Agronegócio

Custos preocupam, mas preços da carne suína se sustentam no Brasil

O ambiente de negócios apresentou boa fluidez no país no decorrer da semana para a carne suína, com frigoríficos mais atuantes nas tratativas envolvendo animais para abate, ajustando estoques, após o avanço da reposição entre atacado e varejo. A avaliação é do analista de SAFRAS & Mercado, Allan Maia

“Contudo, apesar das altas do vivo, há grande apreensão por parte dos granjeiros, uma vez que os custos seguem altos mantendo as margens da atividade deterioradas. O milho permanece firme no país devido a postura retraída dos produtores na fixação de ofertas”, alerta o analista.

Segundo Maia, o escoamento da carne tende a se mostrar mais arrastado no decorrer da segunda quinzena, com famílias menos capitalizadas.

Na segunda-feira, o Departamento de Agricultura dos Estados Unidos (USDA) atualizou os dados do setor de carnes em nível global. O foco do relatório são os números da suinocultura chinesa.

Segundo SAFRAS & Mercado, o primeiro ponto é que o USDA não divulgou projeções para 2022. Ou seja, segue a incógnita em relação ao rebanho de matrizes da China. As projeções para 2022 ficaram para o relatório de 12 de outubro.

Em relação ao relatório de abril, o USDA aumentou o número de demanda acima do incremento de produção. Assim, é esperado um alto volume de importações por parte da China este ano. Para a produção chinesa de carne suína, o USDA estima agora 43,75 milhões de toneladas, o que representa avanço de 20,39% em relação às 36,34 milhões de toneladas de 2020.

Para as importações de carne suína pela China, o USDA indicou 5 milhões de toneladas (acima das 4,85 milhões de toneladas indicadas em abril). O rebanho inicial de matrizes suínas em 2021 na China foi mantido em 38,5 milhões de cabeças. A previsão para o início de 2022 deve ser divulgado em outubro.

O rebanho final de 2021 foi estimado em 410 milhões de cabeças, abaixo das 420 milhões indicadas em abril. Mostrando que o processo de recomposição seguirá em curso no ano que vem.
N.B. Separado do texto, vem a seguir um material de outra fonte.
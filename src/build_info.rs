#[derive(Clone, Debug)]
pub struct BuildInfo {
    pub build_ts: &'static str,
    pub build_branch: &'static str,
    pub build_hash: &'static str,
    pub build_profile: &'static str,
}

impl BuildInfo {
    /// Values stamped by `build.rs` when this crate was compiled.
    pub const fn current() -> Self {
        Self {
            build_ts: env!("BUILD_TS"),
            build_branch: env!("BUILD_BRANCH"),
            build_hash: env!("BUILD_HASH"),
            build_profile: env!("BUILD_PROFILE"),
        }
    }

    pub fn display_fields(&self) -> Vec<(String, String)> {
        vec![
            ("Build Timestamp".to_owned(), self.build_ts.to_owned()),
            ("Build Branch".to_owned(), self.build_branch.to_owned()),
            ("Build Hash".to_owned(), self.build_hash.to_owned()),
            ("Build Profile".to_owned(), self.build_profile.to_owned()),
        ]
    }
}

#[cfg(test)]
mod tests {
    use super::*;

    #[test]
    fn fields_are_stamped() {
        let fields = BuildInfo::current().display_fields();
        assert_eq!(fields.len(), 4);
        assert!(fields.iter().all(|(_, value)| !value.is_empty()));
    }
}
No final de 2017, período anterior a peste suína africana o rebanho era de 441,59 milhões de cabeças.

Para os abates, a previsão para 2021 ficou em 550 milhões de cabeças, acima das 520 milhões de cabeças indicadas no relatório de abril. O avanço dos abates pode ser resultado da maior participação dos granjeiros no mercado, por conta do alto custo, prejuízos e temores com a peste suína africana (PSA). Como resultado, os preços da cadeia suinícola desabaram na China podendo resultar em menor ímpeto importador pela China no curto prazo.